Ne sont-ils pas capables d’imaginer leur propre transition vers la démocratie ? Une démocratie qui sera peut-être hésitante, maladroite, balbutiante (ou pas), mais qui sera possible. Après 54 années de dictature, n’ont-ils pas le droit d’essayer ? Sans qu’on leur impose des peurs ou des craintes extérieures ?
Laissez aux Syriens le temps d’imaginer, de discuter et de rêver l’avenir de leur pays. Les révolutions et les démocraties ne se construisent pas en un jour. Les Français, mieux que quiconque, devraient en être conscients.

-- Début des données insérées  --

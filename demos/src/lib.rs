// Copyright 2025 the Understory Authors
// SPDX-License-Identifier: Apache-2.0 OR MIT

//! Shared scaffolding for the Understory demos.
//!
//! [`MemoryList`] is a small in-memory list host for `understory_swipe`: fixed
//! height rows, a flat region table, and a stepping animation driver so the
//! demos can run without a real toolkit.

use std::collections::HashMap;

use kurbo::Point;
use tracing::debug;
use understory_swipe::{
    Animation, AnimationEvent, AnimationId, RegionSurface, RegionTag, RowBinding, RowSource,
    SwipeController, SwipeListener, TaggedChild,
};

/// Region state kept by [`MemoryList`].
#[derive(Clone, Debug)]
pub struct RegionState {
    /// Current X.
    pub x: f64,
    /// Width.
    pub width: f64,
    /// Visibility.
    pub visible: bool,
}

#[derive(Clone, Debug)]
struct Running {
    region: u32,
    from_x: f64,
    started_at: u64,
    animation: Animation,
    announced: bool,
}

/// A list of equally tall rows, each laid out as reveal-right, reveal-left,
/// front (back to front).
#[derive(Debug)]
pub struct MemoryList {
    row_height: f64,
    rows: Vec<RowBinding<u32, String>>,
    regions: HashMap<u32, RegionState>,
    running: Vec<Running>,
    cancelled: Vec<AnimationId>,
    now: u64,
}

impl MemoryList {
    /// One row per item, `row_height` tall and `width` wide.
    ///
    /// Odd rows tag their regions; even rows rely on positional fallback.
    ///
    /// # Panics
    ///
    /// Panics if the list has more than `u32::MAX / 3` items.
    pub fn new(items: impl IntoIterator<Item = String>, row_height: f64, width: f64) -> Self {
        let mut rows = Vec::new();
        let mut regions = HashMap::new();
        for (i, item) in items.into_iter().enumerate() {
            let base = u32::try_from(i * 3).expect("demo lists are small");
            let children = if i % 2 == 1 {
                [
                    TaggedChild::tagged(RegionTag::RevealRight, base),
                    TaggedChild::tagged(RegionTag::RevealLeft, base + 1),
                    TaggedChild::tagged(RegionTag::Front, base + 2),
                ]
            } else {
                [
                    TaggedChild::untagged(base),
                    TaggedChild::untagged(base + 1),
                    TaggedChild::untagged(base + 2),
                ]
            };
            for child in &children {
                regions.insert(
                    child.region,
                    RegionState {
                        x: 0.0,
                        width,
                        visible: child.region == base + 2,
                    },
                );
            }
            rows.push(RowBinding::bind(&children[..], item).expect("three children always bind"));
        }
        Self {
            row_height,
            rows,
            regions,
            running: Vec::new(),
            cancelled: Vec::new(),
            now: 0,
        }
    }

    /// State of `region`.
    pub fn region(&self, region: u32) -> Option<&RegionState> {
        self.regions.get(&region)
    }

    /// The front region X of every row, in row order.
    pub fn front_positions(&self) -> Vec<f64> {
        self.rows
            .iter()
            .map(|b| self.region_x(b.front))
            .collect()
    }

    /// Returns `true` while any animation is running.
    pub fn is_animating(&self) -> bool {
        !self.running.is_empty()
    }

    /// Advance running animations to `now`, returning their lifecycle events.
    ///
    /// Animations replaced since the last call are reported as cancelled first.
    pub fn advance(&mut self, now: u64) -> Vec<(AnimationId, AnimationEvent)> {
        self.now = now;
        let mut events: Vec<_> = self
            .cancelled
            .drain(..)
            .map(|id| (id, AnimationEvent::Cancelled))
            .collect();
        let regions = &mut self.regions;
        self.running.retain_mut(|run| {
            if !run.announced {
                run.announced = true;
                events.push((run.animation.id, AnimationEvent::Started));
            }
            let elapsed = now.saturating_sub(run.started_at);
            if let Some(state) = regions.get_mut(&run.region) {
                state.x = run.animation.sample(run.from_x, elapsed);
            }
            if elapsed >= run.animation.duration_ms {
                events.push((run.animation.id, AnimationEvent::Finished));
                false
            } else {
                true
            }
        });
        events
    }
}

impl RowSource for MemoryList {
    type Row = u32;
    type Region = u32;
    type Item = String;

    fn row_at_point(&self, pos: Point) -> Option<u32> {
        if pos.y < 0.0 {
            return None;
        }
        let index = (pos.y / self.row_height).floor();
        if index >= self.rows.len() as f64 {
            return None;
        }
        #[expect(
            clippy::cast_possible_truncation,
            reason = "index is non-negative and below the row count"
        )]
        let index = index as u32;
        Some(index)
    }

    fn row_at_index(&self, index: usize) -> Option<u32> {
        self.rows.get(index)?;
        u32::try_from(index).ok()
    }

    fn child_count(&self) -> usize {
        self.rows.len()
    }

    fn binding(&self, row: u32) -> Option<&RowBinding<u32, String>> {
        self.rows.get(row as usize)
    }
}

impl RegionSurface<u32> for MemoryList {
    fn region_x(&self, region: u32) -> f64 {
        self.regions.get(&region).map_or(0.0, |r| r.x)
    }

    fn region_width(&self, region: u32) -> f64 {
        self.regions.get(&region).map_or(0.0, |r| r.width)
    }

    fn set_region_x(&mut self, region: u32, x: f64) {
        if let Some(r) = self.regions.get_mut(&region) {
            r.x = x;
        }
    }

    fn set_region_visible(&mut self, region: u32, visible: bool) {
        if let Some(r) = self.regions.get_mut(&region) {
            r.visible = visible;
        }
    }

    fn animate_region_x(&mut self, region: u32, animation: Animation) {
        // A new animation on the same region replaces the old one.
        let cancelled = &mut self.cancelled;
        self.running.retain(|r| {
            if r.region != region {
                return true;
            }
            debug!(region, id = ?r.animation.id, "animation replaced");
            cancelled.push(r.animation.id);
            false
        });
        self.running.push(Running {
            region,
            from_x: self.region_x(region),
            started_at: self.now,
            animation,
            announced: false,
        });
    }
}

/// Step the host's animations to `now` and feed the events back to `swipe`.
pub fn pump<L: SwipeListener<String>>(swipe: &mut SwipeController<MemoryList, L>, now: u64) {
    let events = swipe.host_mut().advance(now);
    for (id, event) in events {
        swipe.on_animation_event(id, event);
    }
}

/// Pump frames every 16 ms from `start` until every animation has finished.
/// Returns the time of the last frame.
pub fn settle<L: SwipeListener<String>>(
    swipe: &mut SwipeController<MemoryList, L>,
    start: u64,
) -> u64 {
    let mut now = start;
    while swipe.host().is_animating() {
        now += 16;
        pump(swipe, now);
    }
    now
}
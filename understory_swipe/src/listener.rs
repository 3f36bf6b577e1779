// Copyright 2025 the Understory Authors
// SPDX-License-Identifier: Apache-2.0 OR MIT

//! Application callbacks for row actions.

/// Receives the actions recognized on rows carrying items of type `M`.
pub trait SwipeListener<M> {
    /// A left swipe finished animating.
    ///
    /// Return `true` to accept the action; the row then returns to its natural
    /// position. Return `false` to decline it; the row stays where it is and
    /// the next queued programmatic swipe (if any) runs.
    fn on_swipe_left(&mut self, item: &M) -> bool;

    /// A right swipe finished animating. See [`on_swipe_left`](Self::on_swipe_left).
    fn on_swipe_right(&mut self, item: &M) -> bool;

    /// The row was tapped.
    fn on_click(&mut self, item: &M);

    /// The row was pressed and held.
    fn on_long_click(&mut self, item: &M);
}

impl<M, L: SwipeListener<M> + ?Sized> SwipeListener<M> for &mut L {
    fn on_swipe_left(&mut self, item: &M) -> bool {
        (**self).on_swipe_left(item)
    }

    fn on_swipe_right(&mut self, item: &M) -> bool {
        (**self).on_swipe_right(item)
    }

    fn on_click(&mut self, item: &M) {
        (**self).on_click(item);
    }

    fn on_long_click(&mut self, item: &M) {
        (**self).on_long_click(item);
    }
}
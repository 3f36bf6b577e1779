// Copyright 2025 the Understory Authors
// SPDX-License-Identifier: Apache-2.0 OR MIT

//! Gesture session: one pointer-down → release cycle over a single row.
//!
//! ## Usage
//!
//! 1) Start a session with [`GestureSession::start`] on pointer-down.
//! 2) If the hit-test found a draggable row, [`GestureSession::attach`] it.
//! 3) On each move, ask [`GestureSession::drag_target`] where the front region
//!    should go, apply it, then record it with [`GestureSession::set_front_x`].
//! 4) On release, call [`GestureSession::finish`] and [`GestureSession::classify`].
//! 5) [`GestureSession::clear`] once the outcome has been acted on.
//!
//! The session is pure bookkeeping; it never talks to the host.
//!
//! ## Minimal example
//!
//! ```
//! use kurbo::Point;
//! use understory_swipe::config::SwipeConfig;
//! use understory_swipe::session::{GestureSession, Release, TouchedRow};
//! use understory_swipe::types::SwipeDirection;
//!
//! let config = SwipeConfig::default();
//! let mut session = GestureSession::default();
//! session.start(Point::new(100.0, 50.0), 0);
//! session.attach(TouchedRow {
//!     row: 0_u32,
//!     front: 1_u32,
//!     reveal_left: Some(2),
//!     reveal_right: Some(3),
//!     natural_x: 0.0,
//!     width: 200.0,
//! });
//!
//! // 100 units right: 50 are swallowed by the dead-zone.
//! let x = session.drag_target(200.0, config.reveal_threshold).unwrap();
//! assert_eq!(x, 50.0);
//! session.set_front_x(x);
//!
//! session.finish(Some(Point::new(200.0, 50.0)), 120);
//! assert_eq!(session.classify(&config), Some(Release::Commit(SwipeDirection::Right)));
//! ```

use kurbo::Point;

use crate::config::SwipeConfig;
use crate::types::{GestureState, SwipeDirection};

/// The row a session is dragging, with its geometry captured at pointer-down.
#[derive(Copy, Clone, Debug, PartialEq)]
pub struct TouchedRow<K, R> {
    /// Row identity.
    pub row: K,
    /// Front region of the row.
    pub front: R,
    /// Left reveal region, if the row has one.
    pub reveal_left: Option<R>,
    /// Right reveal region, if the row has one.
    pub reveal_right: Option<R>,
    /// X of the front region when the session started.
    pub natural_x: f64,
    /// Width of the front region when the session started.
    pub width: f64,
}

impl<K, R: Copy> TouchedRow<K, R> {
    /// The reveal region exposed by moving in `direction`.
    pub fn reveal(&self, direction: SwipeDirection) -> Option<R> {
        match direction {
            SwipeDirection::Left => self.reveal_left,
            SwipeDirection::Right => self.reveal_right,
        }
    }
}

/// How a release resolved.
#[derive(Copy, Clone, Debug, PartialEq, Eq)]
pub enum Release {
    /// The front moved past the commit distance.
    Commit(SwipeDirection),
    /// Short press within the tap slop.
    Click,
    /// Press held past the long-press time within the tap slop.
    LongClick,
    /// Neither a commit nor a tap.
    Reset,
}

/// State of the current pointer-tracking session.
#[derive(Copy, Clone, Debug, PartialEq)]
pub struct GestureSession<K, R> {
    down_pos: Option<Point>,
    down_time: Option<u64>,
    up_pos: Option<Point>,
    up_time: Option<u64>,
    touched: Option<TouchedRow<K, R>>,
    last_x: f64,
    dragging: bool,
}

impl<K, R> Default for GestureSession<K, R> {
    fn default() -> Self {
        Self {
            down_pos: None,
            down_time: None,
            up_pos: None,
            up_time: None,
            touched: None,
            last_x: 0.0,
            dragging: false,
        }
    }
}

impl<K: Copy, R: Copy> GestureSession<K, R> {
    /// Begin a session at `pos`, overwriting any previous one.
    pub fn start(&mut self, pos: Point, time: u64) {
        *self = Self::default();
        self.down_pos = Some(pos);
        self.down_time = Some(time);
    }

    /// Attach the row under the pointer.
    ///
    /// The last front X starts at the natural X, so a release without any
    /// drag never commits.
    pub fn attach(&mut self, touched: TouchedRow<K, R>) {
        self.last_x = touched.natural_x;
        self.touched = Some(touched);
    }

    /// Returns `true` between pointer-down and [`clear`](Self::clear).
    pub fn is_active(&self) -> bool {
        self.down_time.is_some()
    }

    /// The attached row, if any.
    pub fn touched(&self) -> Option<&TouchedRow<K, R>> {
        self.touched.as_ref()
    }

    /// Where the pointer went down.
    pub fn down_pos(&self) -> Option<Point> {
        self.down_pos
    }

    /// Last front X applied during the drag (natural X if never dragged).
    pub fn last_x(&self) -> f64 {
        self.last_x
    }

    /// Front X for a pointer at horizontal position `x`, or `None` while the
    /// movement stays inside the dead-zone.
    ///
    /// Movement in a direction only counts if the row has a reveal region for
    /// it. The dead-zone is subtracted so the front starts moving from the
    /// dead-zone boundary, not from zero.
    pub fn drag_target(&self, x: f64, threshold: f64) -> Option<f64> {
        let down = self.down_pos?;
        let touched = self.touched.as_ref()?;
        let dx = x - down.x;
        let direction = SwipeDirection::of(dx)?;
        touched.reveal(direction)?;
        if dx * direction.sign() <= threshold {
            return None;
        }
        Some(touched.natural_x + dx - threshold * direction.sign())
    }

    /// Record the front X applied to the host.
    pub fn set_front_x(&mut self, x: f64) {
        self.last_x = x;
        self.dragging = true;
    }

    /// Record the release sample. `pos` is `None` when the platform gave no position.
    pub fn finish(&mut self, pos: Option<Point>, time: u64) {
        self.up_pos = pos;
        self.up_time = Some(time);
    }

    /// Classify the release. `None` when no row is attached.
    pub fn classify(&self, config: &SwipeConfig) -> Option<Release> {
        let touched = self.touched.as_ref()?;
        let commit = config.commit_distance(touched.width);
        if self.last_x > touched.natural_x + commit {
            return Some(Release::Commit(SwipeDirection::Right));
        }
        if self.last_x < touched.natural_x - commit {
            return Some(Release::Commit(SwipeDirection::Left));
        }

        let (Some(down), Some(up)) = (self.down_pos, self.up_pos) else {
            return Some(Release::Reset);
        };
        let moved = up - down;
        let slop = -config.tap_slop..=config.tap_slop;
        if !slop.contains(&moved.x) || !slop.contains(&moved.y) {
            return Some(Release::Reset);
        }

        let held = self
            .up_time
            .unwrap_or_default()
            .saturating_sub(self.down_time.unwrap_or_default());
        if held > config.long_press_ms {
            Some(Release::LongClick)
        } else {
            Some(Release::Click)
        }
    }

    /// Where the session is.
    pub fn state(&self) -> GestureState {
        match (self.down_time, &self.touched) {
            (None, _) => GestureState::Idle,
            (Some(_), None) => GestureState::Pressed,
            (Some(_), Some(_)) if self.dragging => GestureState::Dragging,
            (Some(_), Some(_)) => GestureState::Tracking,
        }
    }

    /// End the session, zeroing positions and releasing the row.
    pub fn clear(&mut self) {
        *self = Self::default();
    }
}

#[cfg(test)]
mod tests {
    use super::*;

    fn touched(natural_x: f64, left: bool, right: bool) -> TouchedRow<u32, u32> {
        TouchedRow {
            row: 1,
            front: 10,
            reveal_left: left.then_some(11),
            reveal_right: right.then_some(12),
            natural_x,
            width: 200.0,
        }
    }

    fn session_at(x: f64, y: f64, time: u64) -> GestureSession<u32, u32> {
        let mut s = GestureSession::default();
        s.start(Point::new(x, y), time);
        s.attach(touched(0.0, true, true));
        s
    }

    #[test]
    fn new_session_is_idle() {
        let s = GestureSession::<u32, u32>::default();
        assert!(!s.is_active());
        assert_eq!(s.state(), GestureState::Idle);
        assert!(s.touched().is_none());
    }

    #[test]
    fn start_without_row_is_pressed() {
        let mut s = GestureSession::<u32, u32>::default();
        s.start(Point::new(1.0, 2.0), 9);
        assert!(s.is_active());
        assert_eq!(s.state(), GestureState::Pressed);
        assert_eq!(s.drag_target(500.0, 50.0), None);
        assert_eq!(s.classify(&SwipeConfig::default()), None);
    }

    #[test]
    fn attach_initializes_last_x_to_natural() {
        let mut s = GestureSession::default();
        s.start(Point::ZERO, 0);
        s.attach(touched(16.0, true, true));
        assert_eq!(s.last_x(), 16.0);
        assert_eq!(s.state(), GestureState::Tracking);
    }

    #[test]
    fn dead_zone_swallows_small_moves() {
        let s = session_at(100.0, 50.0, 0);
        assert_eq!(s.drag_target(150.0, 50.0), None);
        assert_eq!(s.drag_target(50.0, 50.0), None);
        assert_eq!(s.drag_target(100.0, 50.0), None);
    }

    #[test]
    fn drag_target_starts_at_dead_zone_boundary() {
        let s = session_at(100.0, 50.0, 0);
        assert_eq!(s.drag_target(160.0, 50.0), Some(10.0));
        assert_eq!(s.drag_target(30.0, 50.0), Some(-20.0));
    }

    #[test]
    fn missing_reveal_blocks_that_direction() {
        let mut s = GestureSession::default();
        s.start(Point::new(100.0, 0.0), 0);
        s.attach(touched(0.0, true, false));
        assert_eq!(s.drag_target(300.0, 50.0), None);
        assert_eq!(s.drag_target(-100.0, 50.0), Some(-150.0));
    }

    #[test]
    fn set_front_x_marks_dragging() {
        let mut s = session_at(0.0, 0.0, 0);
        s.set_front_x(42.0);
        assert_eq!(s.state(), GestureState::Dragging);
        assert_eq!(s.last_x(), 42.0);
    }

    #[test]
    fn classify_commit_right_and_left() {
        let config = SwipeConfig::default();
        let mut s = session_at(0.0, 0.0, 0);
        s.set_front_x(50.0);
        s.finish(Some(Point::new(100.0, 0.0)), 10);
        assert_eq!(s.classify(&config), Some(Release::Commit(SwipeDirection::Right)));

        s.set_front_x(-41.0);
        assert_eq!(s.classify(&config), Some(Release::Commit(SwipeDirection::Left)));

        // Exactly at the commit distance does not commit.
        s.set_front_x(40.0);
        assert_eq!(s.classify(&config), Some(Release::Reset));
    }

    #[test]
    fn classify_short_press_as_click() {
        let mut s = session_at(100.0, 50.0, 1000);
        s.finish(Some(Point::new(103.0, 48.0)), 1200);
        assert_eq!(s.classify(&SwipeConfig::default()), Some(Release::Click));
    }

    #[test]
    fn classify_long_press() {
        let mut s = session_at(100.0, 50.0, 1000);
        s.finish(Some(Point::new(100.0, 50.0)), 1800);
        assert_eq!(s.classify(&SwipeConfig::default()), Some(Release::LongClick));
    }

    #[test]
    fn press_of_exactly_long_press_time_is_click() {
        let mut s = session_at(0.0, 0.0, 0);
        s.finish(Some(Point::ZERO), 500);
        assert_eq!(s.classify(&SwipeConfig::default()), Some(Release::Click));
    }

    #[test]
    fn movement_beyond_slop_resets_silently() {
        let mut s = session_at(100.0, 50.0, 0);
        s.set_front_x(10.0);
        s.finish(Some(Point::new(160.0, 50.0)), 200);
        assert_eq!(s.classify(&SwipeConfig::default()), Some(Release::Reset));

        let mut s = session_at(100.0, 50.0, 0);
        s.finish(Some(Point::new(100.0, 56.0)), 200);
        assert_eq!(s.classify(&SwipeConfig::default()), Some(Release::Reset));
    }

    #[test]
    fn release_without_position_is_not_a_tap() {
        let mut s = session_at(0.0, 0.0, 0);
        s.finish(None, 10);
        assert_eq!(s.classify(&SwipeConfig::default()), Some(Release::Reset));
    }

    #[test]
    fn clear_resets_everything() {
        let mut s = session_at(100.0, 50.0, 1000);
        s.set_front_x(80.0);
        s.finish(Some(Point::ZERO), 1100);
        s.clear();
        assert_eq!(s, GestureSession::default());
        assert_eq!(s.state(), GestureState::Idle);
    }

    #[test]
    fn start_overwrites_previous_session() {
        let mut s = session_at(0.0, 0.0, 0);
        s.set_front_x(99.0);
        s.start(Point::new(5.0, 5.0), 50);
        assert_eq!(s.down_pos(), Some(Point::new(5.0, 5.0)));
        assert!(s.touched().is_none());
        assert_eq!(s.last_x(), 0.0);
    }
}
// Copyright 2025 the Understory Authors
// SPDX-License-Identifier: Apache-2.0 OR MIT

//! Small shared types: swipe direction, gesture state, and outcomes.

use crate::animation::AnimationId;

/// Horizontal swipe direction.
#[derive(Copy, Clone, Debug, PartialEq, Eq, Hash)]
pub enum SwipeDirection {
    /// Front region moves toward negative X; reveals `reveal-left`.
    Left,
    /// Front region moves toward positive X; reveals `reveal-right`.
    Right,
}

impl SwipeDirection {
    /// `-1.0` for [`Left`](Self::Left), `1.0` for [`Right`](Self::Right).
    #[must_use]
    pub const fn sign(self) -> f64 {
        match self {
            Self::Left => -1.0,
            Self::Right => 1.0,
        }
    }

    /// Direction of a horizontal displacement; `None` for zero.
    #[must_use]
    pub fn of(dx: f64) -> Option<Self> {
        if dx > 0.0 {
            Some(Self::Right)
        } else if dx < 0.0 {
            Some(Self::Left)
        } else {
            None
        }
    }
}

/// Where the pointer-tracking session currently is.
#[derive(Copy, Clone, Debug, PartialEq, Eq, Default)]
pub enum GestureState {
    /// No pointer is down.
    #[default]
    Idle,
    /// A pointer is down, but it did not land on a draggable row.
    Pressed,
    /// A pointer is down on a row and has not left the dead-zone yet.
    Tracking,
    /// The front region of the touched row is following the pointer.
    Dragging,
}

/// What a single pointer event did.
#[derive(Copy, Clone, Debug, PartialEq)]
pub enum GestureOutcome {
    /// Nothing to do for this event.
    Ignored,
    /// A session started but no draggable row is under the pointer.
    Pressed,
    /// The session is tracking a row; no visual change.
    Tracking,
    /// The front region moved to `x`.
    Dragged {
        /// New X of the front region.
        x: f64,
    },
    /// Release committed a swipe; the commit animation has started.
    Committed(SwipeDirection),
    /// Release was a tap; the click callback ran and the row is resetting.
    Clicked,
    /// Release was a long press; the long-click callback ran and the row is resetting.
    LongClicked,
    /// Release was neither a commit nor a tap; the row is resetting.
    Reset,
}

/// Result of a programmatic swipe request.
#[derive(Copy, Clone, Debug, PartialEq, Eq)]
pub enum RequestOutcome {
    /// A gesture session is live; the request waits in the pending queue.
    Queued,
    /// The commit animation started.
    Started(AnimationId),
    /// No row at that index, or the row is already animating.
    Ignored,
}

#[cfg(test)]
mod tests {
    use super::*;

    #[test]
    fn direction_of_displacement() {
        assert_eq!(SwipeDirection::of(3.0), Some(SwipeDirection::Right));
        assert_eq!(SwipeDirection::of(-0.5), Some(SwipeDirection::Left));
        assert_eq!(SwipeDirection::of(0.0), None);
        assert_eq!(SwipeDirection::Left.sign(), -1.0);
    }
}
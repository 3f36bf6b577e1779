// Copyright 2025 the Understory Authors
// SPDX-License-Identifier: Apache-2.0 OR MIT

//! Animation requests, lifecycle events, and the row lock set.
//!
//! The controller never runs animations itself. It hands the host an
//! [`Animation`] describing where the front region should go, how long to take,
//! and which curve to use. The host reports progress back through
//! [`AnimationEvent`]s tagged with the [`AnimationId`] it was given.
//!
//! While an animation is in flight its row sits in a [`LockSet`], which keeps a
//! new gesture (or a programmatic swipe) from grabbing the same row.
//!
//! Hosts without a tween engine can step animations with [`Animation::sample`]:
//!
//! ```
//! use understory_swipe::animation::{Animation, AnimationId, Easing};
//!
//! let anim = Animation {
//!     id: AnimationId(1),
//!     target_x: 100.0,
//!     duration_ms: 200,
//!     easing: Easing::Accelerate,
//! };
//! assert_eq!(anim.sample(0.0, 0), 0.0);
//! assert_eq!(anim.sample(0.0, 100), 25.0);
//! assert_eq!(anim.sample(0.0, 400), 100.0);
//! ```

use core::hash::Hash;

use hashbrown::HashSet;

use crate::types::SwipeDirection;

/// Identifier the controller assigns to each animation it starts.
#[derive(Copy, Clone, Debug, PartialEq, Eq, Hash, PartialOrd, Ord)]
pub struct AnimationId(pub u64);

/// Timing curve of an animation.
#[derive(Copy, Clone, Debug, PartialEq, Eq)]
pub enum Easing {
    /// Starts slow and speeds up (`t²`). Used for commits.
    Accelerate,
    /// Speeds up then slows down (cubic ease-in-out). Used for resets.
    AccelerateDecelerate,
}

impl Easing {
    /// Map linear progress `t` in `[0, 1]` to eased progress. Out-of-range
    /// input is clamped.
    #[must_use]
    pub fn sample(self, t: f64) -> f64 {
        let t = t.clamp(0.0, 1.0);
        match self {
            Self::Accelerate => t * t,
            Self::AccelerateDecelerate => {
                if t < 0.5 {
                    4.0 * t * t * t
                } else {
                    let u = -2.0 * t + 2.0;
                    1.0 - u * u * u / 2.0
                }
            }
        }
    }
}

/// A request to move a front region to `target_x`.
#[derive(Copy, Clone, Debug, PartialEq)]
pub struct Animation {
    /// Id to report back with [`AnimationEvent`]s.
    pub id: AnimationId,
    /// Final X of the region.
    pub target_x: f64,
    /// Duration in milliseconds.
    pub duration_ms: u64,
    /// Timing curve.
    pub easing: Easing,
}

impl Animation {
    /// X of the region `elapsed_ms` after starting from `from_x`.
    #[must_use]
    pub fn sample(&self, from_x: f64, elapsed_ms: u64) -> f64 {
        if self.duration_ms == 0 || elapsed_ms >= self.duration_ms {
            return self.target_x;
        }
        let t = elapsed_ms as f64 / self.duration_ms as f64;
        from_x + (self.target_x - from_x) * self.easing.sample(t)
    }
}

/// Lifecycle events a host reports for an animation.
#[derive(Copy, Clone, Debug, PartialEq, Eq)]
pub enum AnimationEvent {
    /// The animation began running. The row stays locked.
    Started,
    /// The animation repeated. The row is unlocked.
    Repeated,
    /// The animation was cancelled. The row is unlocked and nothing else runs.
    Cancelled,
    /// The animation ran to completion. The row is unlocked and its
    /// continuation (listener call, follow-up reset, queue drain) runs.
    Finished,
}

/// What a row is animating toward.
#[derive(Copy, Clone, Debug, PartialEq, Eq)]
pub enum RowPhase {
    /// Moving off-screen after a committed swipe.
    Committing(SwipeDirection),
    /// Returning to its natural X.
    Resetting,
}

/// What to do when an animation finishes.
#[derive(Copy, Clone, Debug, PartialEq, Eq)]
pub(crate) enum Continuation {
    /// Ask the listener about the swipe.
    Commit(SwipeDirection),
    /// Nothing, or drain one queued request when `drain` is set.
    Reset { drain: bool },
}

impl Continuation {
    pub(crate) fn phase(self) -> RowPhase {
        match self {
            Self::Commit(direction) => RowPhase::Committing(direction),
            Self::Reset { .. } => RowPhase::Resetting,
        }
    }
}

/// Bookkeeping for one in-flight animation.
#[derive(Copy, Clone, Debug)]
pub(crate) struct InFlight<K, R> {
    pub(crate) row: K,
    pub(crate) front: R,
    pub(crate) natural_x: f64,
    pub(crate) continuation: Continuation,
}

/// Rows currently under animation.
#[derive(Clone, Debug)]
pub struct LockSet<K> {
    rows: HashSet<K>,
}

impl<K> Default for LockSet<K> {
    fn default() -> Self {
        Self {
            rows: HashSet::default(),
        }
    }
}

impl<K: Copy + Eq + Hash> LockSet<K> {
    /// Create an empty lock set.
    #[must_use]
    pub fn new() -> Self {
        Self::default()
    }

    /// Lock `row`. Returns `true` if it was not locked before.
    pub fn lock(&mut self, row: K) -> bool {
        self.rows.insert(row)
    }

    /// Unlock `row`. Returns `true` if it was locked.
    pub fn unlock(&mut self, row: K) -> bool {
        self.rows.remove(&row)
    }

    /// Returns `true` if `row` is animating.
    #[must_use]
    pub fn contains(&self, row: K) -> bool {
        self.rows.contains(&row)
    }

    /// Number of locked rows.
    #[must_use]
    pub fn len(&self) -> usize {
        self.rows.len()
    }

    /// Returns `true` if no row is locked.
    #[must_use]
    pub fn is_empty(&self) -> bool {
        self.rows.is_empty()
    }
}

Une dictature sanguinaire vient de tomber, laissant derrière elle des milliers de morts et des blessures encore béantes. Par respect pour ceux qui ont tout sacrifié sur le seuil de la liberté, chut… Accordez-nous une minute de silence pour enterrer dignement nos morts et humer encore, ne serait-ce qu’un instant, le parfum de la liberté.